-- SOURCE MATERIAL follows --

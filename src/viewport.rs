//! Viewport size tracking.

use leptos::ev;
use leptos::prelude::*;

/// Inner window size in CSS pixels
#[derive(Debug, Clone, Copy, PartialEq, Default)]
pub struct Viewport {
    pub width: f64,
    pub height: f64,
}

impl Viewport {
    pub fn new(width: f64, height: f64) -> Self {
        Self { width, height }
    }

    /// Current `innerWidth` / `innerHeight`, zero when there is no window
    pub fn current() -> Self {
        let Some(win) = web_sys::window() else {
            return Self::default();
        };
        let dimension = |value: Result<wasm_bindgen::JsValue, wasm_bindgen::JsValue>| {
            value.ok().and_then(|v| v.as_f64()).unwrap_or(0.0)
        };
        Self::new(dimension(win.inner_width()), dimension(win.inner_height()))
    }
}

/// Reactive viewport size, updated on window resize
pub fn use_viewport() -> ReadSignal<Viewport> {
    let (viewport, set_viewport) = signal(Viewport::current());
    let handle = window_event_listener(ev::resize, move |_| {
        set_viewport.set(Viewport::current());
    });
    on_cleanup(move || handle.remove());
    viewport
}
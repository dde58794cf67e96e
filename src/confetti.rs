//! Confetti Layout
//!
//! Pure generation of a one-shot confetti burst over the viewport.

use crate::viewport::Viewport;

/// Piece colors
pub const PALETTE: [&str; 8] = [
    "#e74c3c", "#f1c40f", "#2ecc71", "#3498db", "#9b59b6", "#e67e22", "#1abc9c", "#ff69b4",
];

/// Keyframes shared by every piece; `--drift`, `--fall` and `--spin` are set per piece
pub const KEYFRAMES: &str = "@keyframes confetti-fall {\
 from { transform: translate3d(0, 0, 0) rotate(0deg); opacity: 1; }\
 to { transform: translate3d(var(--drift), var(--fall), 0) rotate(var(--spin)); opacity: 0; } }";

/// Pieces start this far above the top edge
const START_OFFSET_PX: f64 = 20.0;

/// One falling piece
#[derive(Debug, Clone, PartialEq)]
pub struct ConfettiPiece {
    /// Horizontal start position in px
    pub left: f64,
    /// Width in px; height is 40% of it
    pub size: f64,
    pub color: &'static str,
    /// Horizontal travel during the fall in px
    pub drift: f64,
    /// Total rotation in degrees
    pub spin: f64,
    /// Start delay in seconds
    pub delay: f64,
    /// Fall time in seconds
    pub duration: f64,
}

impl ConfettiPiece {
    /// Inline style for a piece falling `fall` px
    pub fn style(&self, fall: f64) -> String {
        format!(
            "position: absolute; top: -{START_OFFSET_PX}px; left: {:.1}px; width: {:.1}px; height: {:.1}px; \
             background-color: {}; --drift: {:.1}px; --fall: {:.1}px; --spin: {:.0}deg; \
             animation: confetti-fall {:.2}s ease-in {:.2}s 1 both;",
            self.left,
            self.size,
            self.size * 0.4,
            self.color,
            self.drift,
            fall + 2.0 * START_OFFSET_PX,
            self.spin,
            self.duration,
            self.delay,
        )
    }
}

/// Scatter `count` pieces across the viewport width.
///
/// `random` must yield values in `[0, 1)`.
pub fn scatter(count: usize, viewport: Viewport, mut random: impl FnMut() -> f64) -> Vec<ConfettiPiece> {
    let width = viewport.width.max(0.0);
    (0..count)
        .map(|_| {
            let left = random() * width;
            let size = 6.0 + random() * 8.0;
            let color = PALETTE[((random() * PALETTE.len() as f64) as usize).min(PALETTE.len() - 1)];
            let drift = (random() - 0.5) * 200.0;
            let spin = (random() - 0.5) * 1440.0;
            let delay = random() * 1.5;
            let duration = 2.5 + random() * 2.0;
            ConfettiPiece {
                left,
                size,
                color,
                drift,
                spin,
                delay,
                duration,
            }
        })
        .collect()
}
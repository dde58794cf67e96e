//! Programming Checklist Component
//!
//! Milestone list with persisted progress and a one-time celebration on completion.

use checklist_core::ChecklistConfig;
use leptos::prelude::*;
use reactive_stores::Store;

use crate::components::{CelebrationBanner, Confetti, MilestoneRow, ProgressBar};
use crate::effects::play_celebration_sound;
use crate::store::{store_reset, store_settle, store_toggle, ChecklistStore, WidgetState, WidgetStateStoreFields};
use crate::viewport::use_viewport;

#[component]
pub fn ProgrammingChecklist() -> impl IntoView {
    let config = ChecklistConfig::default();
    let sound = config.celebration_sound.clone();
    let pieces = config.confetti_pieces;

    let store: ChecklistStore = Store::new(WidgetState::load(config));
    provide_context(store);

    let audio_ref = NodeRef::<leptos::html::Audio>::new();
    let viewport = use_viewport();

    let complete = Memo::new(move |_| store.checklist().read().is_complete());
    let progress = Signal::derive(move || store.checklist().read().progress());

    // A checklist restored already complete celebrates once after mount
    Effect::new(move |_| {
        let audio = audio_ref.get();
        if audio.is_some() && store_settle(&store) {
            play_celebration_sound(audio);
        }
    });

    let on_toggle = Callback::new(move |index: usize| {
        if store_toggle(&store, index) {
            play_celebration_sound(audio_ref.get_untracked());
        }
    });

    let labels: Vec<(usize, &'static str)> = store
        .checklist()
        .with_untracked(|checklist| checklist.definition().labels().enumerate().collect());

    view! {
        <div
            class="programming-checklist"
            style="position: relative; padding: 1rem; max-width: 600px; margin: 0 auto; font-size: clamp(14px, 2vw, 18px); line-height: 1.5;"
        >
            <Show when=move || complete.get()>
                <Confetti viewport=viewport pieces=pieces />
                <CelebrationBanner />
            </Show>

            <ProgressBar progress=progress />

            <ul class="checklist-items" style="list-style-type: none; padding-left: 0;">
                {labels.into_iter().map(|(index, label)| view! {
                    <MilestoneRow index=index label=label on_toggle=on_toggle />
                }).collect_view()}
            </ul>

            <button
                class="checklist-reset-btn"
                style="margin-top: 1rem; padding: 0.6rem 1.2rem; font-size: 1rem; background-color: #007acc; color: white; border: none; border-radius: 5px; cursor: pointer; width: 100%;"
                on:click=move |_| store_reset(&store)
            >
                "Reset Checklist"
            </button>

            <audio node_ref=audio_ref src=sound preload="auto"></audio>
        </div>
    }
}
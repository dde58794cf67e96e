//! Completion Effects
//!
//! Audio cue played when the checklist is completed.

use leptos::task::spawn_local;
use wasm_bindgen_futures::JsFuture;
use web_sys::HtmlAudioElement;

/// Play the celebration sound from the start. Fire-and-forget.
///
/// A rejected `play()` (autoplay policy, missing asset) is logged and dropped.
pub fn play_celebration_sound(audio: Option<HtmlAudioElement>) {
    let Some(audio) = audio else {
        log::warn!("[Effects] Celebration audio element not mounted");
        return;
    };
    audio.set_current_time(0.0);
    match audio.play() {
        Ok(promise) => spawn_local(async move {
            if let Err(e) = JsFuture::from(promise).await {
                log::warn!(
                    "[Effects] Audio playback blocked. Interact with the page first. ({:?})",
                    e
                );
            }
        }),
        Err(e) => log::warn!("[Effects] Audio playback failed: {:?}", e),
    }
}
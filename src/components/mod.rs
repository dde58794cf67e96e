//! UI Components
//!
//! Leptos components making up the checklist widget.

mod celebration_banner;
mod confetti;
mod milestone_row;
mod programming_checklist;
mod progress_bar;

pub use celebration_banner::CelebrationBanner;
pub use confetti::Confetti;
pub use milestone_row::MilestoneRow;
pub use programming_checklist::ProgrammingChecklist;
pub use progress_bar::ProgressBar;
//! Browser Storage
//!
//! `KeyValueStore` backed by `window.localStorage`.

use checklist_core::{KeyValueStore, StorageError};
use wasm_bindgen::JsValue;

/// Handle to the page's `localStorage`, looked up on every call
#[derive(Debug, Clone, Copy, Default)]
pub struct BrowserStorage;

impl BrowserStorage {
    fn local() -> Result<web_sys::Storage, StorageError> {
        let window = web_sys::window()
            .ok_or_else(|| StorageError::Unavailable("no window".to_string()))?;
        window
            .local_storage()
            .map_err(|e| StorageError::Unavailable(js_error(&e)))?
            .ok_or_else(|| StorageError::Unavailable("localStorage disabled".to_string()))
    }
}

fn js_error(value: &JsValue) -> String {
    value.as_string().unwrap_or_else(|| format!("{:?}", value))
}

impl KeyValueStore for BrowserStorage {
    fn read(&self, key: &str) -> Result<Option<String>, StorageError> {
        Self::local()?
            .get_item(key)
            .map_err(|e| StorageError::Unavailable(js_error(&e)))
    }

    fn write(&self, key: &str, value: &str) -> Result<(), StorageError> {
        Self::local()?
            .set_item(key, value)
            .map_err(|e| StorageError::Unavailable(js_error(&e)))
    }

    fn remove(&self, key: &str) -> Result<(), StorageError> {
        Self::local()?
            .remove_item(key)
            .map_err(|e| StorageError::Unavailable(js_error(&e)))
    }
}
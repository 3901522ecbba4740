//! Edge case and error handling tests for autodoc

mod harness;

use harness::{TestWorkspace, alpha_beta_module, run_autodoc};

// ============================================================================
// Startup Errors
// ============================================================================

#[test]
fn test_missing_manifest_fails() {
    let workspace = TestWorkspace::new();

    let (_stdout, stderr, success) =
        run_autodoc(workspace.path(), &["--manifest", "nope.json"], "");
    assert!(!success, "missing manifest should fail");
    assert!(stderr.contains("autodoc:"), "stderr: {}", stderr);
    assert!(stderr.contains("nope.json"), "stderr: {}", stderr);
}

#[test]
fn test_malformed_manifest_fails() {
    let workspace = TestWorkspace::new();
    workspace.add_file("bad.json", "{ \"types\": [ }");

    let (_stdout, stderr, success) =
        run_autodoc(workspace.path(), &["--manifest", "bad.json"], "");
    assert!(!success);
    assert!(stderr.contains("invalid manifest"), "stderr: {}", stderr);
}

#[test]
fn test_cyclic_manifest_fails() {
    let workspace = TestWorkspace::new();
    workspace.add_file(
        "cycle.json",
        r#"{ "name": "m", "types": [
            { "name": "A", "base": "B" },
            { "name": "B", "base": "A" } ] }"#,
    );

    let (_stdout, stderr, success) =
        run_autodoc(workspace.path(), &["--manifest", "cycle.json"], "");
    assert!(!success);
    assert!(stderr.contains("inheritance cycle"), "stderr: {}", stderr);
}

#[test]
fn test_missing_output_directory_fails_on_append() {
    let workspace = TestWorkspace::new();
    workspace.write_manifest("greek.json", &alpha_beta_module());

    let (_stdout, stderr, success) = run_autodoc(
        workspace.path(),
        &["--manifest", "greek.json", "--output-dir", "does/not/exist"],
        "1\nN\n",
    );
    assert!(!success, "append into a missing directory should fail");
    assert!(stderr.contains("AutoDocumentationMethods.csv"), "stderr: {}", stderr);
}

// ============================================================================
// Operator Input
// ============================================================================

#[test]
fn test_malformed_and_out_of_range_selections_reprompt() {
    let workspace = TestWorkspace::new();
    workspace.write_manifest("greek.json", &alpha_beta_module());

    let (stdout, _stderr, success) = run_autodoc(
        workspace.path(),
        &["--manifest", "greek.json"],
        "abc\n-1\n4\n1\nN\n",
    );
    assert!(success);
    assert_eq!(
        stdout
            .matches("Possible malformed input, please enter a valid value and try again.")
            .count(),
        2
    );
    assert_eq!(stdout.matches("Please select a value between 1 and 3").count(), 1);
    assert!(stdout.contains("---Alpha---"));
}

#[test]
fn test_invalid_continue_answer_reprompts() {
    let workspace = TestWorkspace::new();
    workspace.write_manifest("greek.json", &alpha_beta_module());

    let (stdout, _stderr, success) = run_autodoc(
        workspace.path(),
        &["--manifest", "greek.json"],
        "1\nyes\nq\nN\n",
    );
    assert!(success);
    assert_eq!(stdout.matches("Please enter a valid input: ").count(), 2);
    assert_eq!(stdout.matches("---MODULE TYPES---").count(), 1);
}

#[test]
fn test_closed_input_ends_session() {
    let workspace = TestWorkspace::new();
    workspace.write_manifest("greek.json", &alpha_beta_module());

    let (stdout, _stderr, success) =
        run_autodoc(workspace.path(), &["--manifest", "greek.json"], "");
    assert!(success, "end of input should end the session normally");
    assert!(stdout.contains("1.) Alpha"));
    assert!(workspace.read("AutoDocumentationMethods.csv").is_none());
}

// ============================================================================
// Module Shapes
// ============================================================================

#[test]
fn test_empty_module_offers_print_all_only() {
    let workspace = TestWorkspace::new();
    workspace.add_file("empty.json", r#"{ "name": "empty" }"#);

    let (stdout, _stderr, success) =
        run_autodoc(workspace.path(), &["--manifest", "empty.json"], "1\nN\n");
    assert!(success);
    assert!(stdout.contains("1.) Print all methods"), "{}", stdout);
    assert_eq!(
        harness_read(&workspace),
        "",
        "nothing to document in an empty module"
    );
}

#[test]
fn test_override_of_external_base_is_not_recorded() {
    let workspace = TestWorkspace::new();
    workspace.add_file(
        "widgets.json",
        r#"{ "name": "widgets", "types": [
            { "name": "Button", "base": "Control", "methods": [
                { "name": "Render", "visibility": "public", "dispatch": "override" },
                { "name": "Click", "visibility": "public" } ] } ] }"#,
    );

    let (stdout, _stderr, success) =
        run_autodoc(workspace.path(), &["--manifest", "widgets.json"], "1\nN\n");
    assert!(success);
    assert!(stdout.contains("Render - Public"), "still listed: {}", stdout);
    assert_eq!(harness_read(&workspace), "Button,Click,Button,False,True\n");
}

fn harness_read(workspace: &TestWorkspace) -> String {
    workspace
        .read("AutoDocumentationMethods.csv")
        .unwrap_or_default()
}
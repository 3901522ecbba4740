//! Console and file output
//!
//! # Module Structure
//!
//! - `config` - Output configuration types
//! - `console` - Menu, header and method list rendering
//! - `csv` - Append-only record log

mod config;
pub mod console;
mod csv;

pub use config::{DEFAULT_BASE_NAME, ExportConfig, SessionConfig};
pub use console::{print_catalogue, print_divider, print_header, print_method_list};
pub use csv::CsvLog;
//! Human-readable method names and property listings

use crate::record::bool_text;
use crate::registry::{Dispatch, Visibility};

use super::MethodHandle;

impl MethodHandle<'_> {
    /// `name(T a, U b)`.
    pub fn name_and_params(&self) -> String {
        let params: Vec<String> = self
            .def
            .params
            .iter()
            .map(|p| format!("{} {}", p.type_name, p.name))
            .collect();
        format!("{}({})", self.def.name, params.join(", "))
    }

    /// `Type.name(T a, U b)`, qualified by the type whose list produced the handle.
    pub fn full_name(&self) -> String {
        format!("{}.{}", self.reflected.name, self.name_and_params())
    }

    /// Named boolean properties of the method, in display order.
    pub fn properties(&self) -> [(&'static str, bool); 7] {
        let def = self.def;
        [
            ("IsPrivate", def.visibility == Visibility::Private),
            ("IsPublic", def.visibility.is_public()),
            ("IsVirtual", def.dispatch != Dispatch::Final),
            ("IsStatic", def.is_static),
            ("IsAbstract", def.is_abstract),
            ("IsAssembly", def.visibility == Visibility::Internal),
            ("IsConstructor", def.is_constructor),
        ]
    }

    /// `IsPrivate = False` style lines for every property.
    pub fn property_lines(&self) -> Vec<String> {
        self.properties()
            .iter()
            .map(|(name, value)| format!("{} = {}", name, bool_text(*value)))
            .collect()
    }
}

-- SOURCE MATERIAL concluded --

WHAT YOU HAVE TO DO:
Please show the lines in the entries above that hold the string "contains".

SOLUTION:
    assert!(stderr.contains("autodoc:"), "stderr: {}", stderr);
    assert!(stderr.contains("nope.json"), "stderr: {}", stderr);
    assert!(stderr.contains("invalid manifest"), "stderr: {}", stderr);
    assert!(stderr.contains("inheritance cycle"), "stderr: {}", stderr);
    assert!(stderr.contains("AutoDocumentationMethods.csv"), "stderr: {}", stderr);
    assert!(stdout.contains("---Alpha---"));
    assert!(stdout.contains("1.) Alpha"));
    assert!(stdout.contains("1.) Print all methods"), "{}", stdout);
    assert!(stdout.contains("Render - Public"), "still listed: {}", stdout);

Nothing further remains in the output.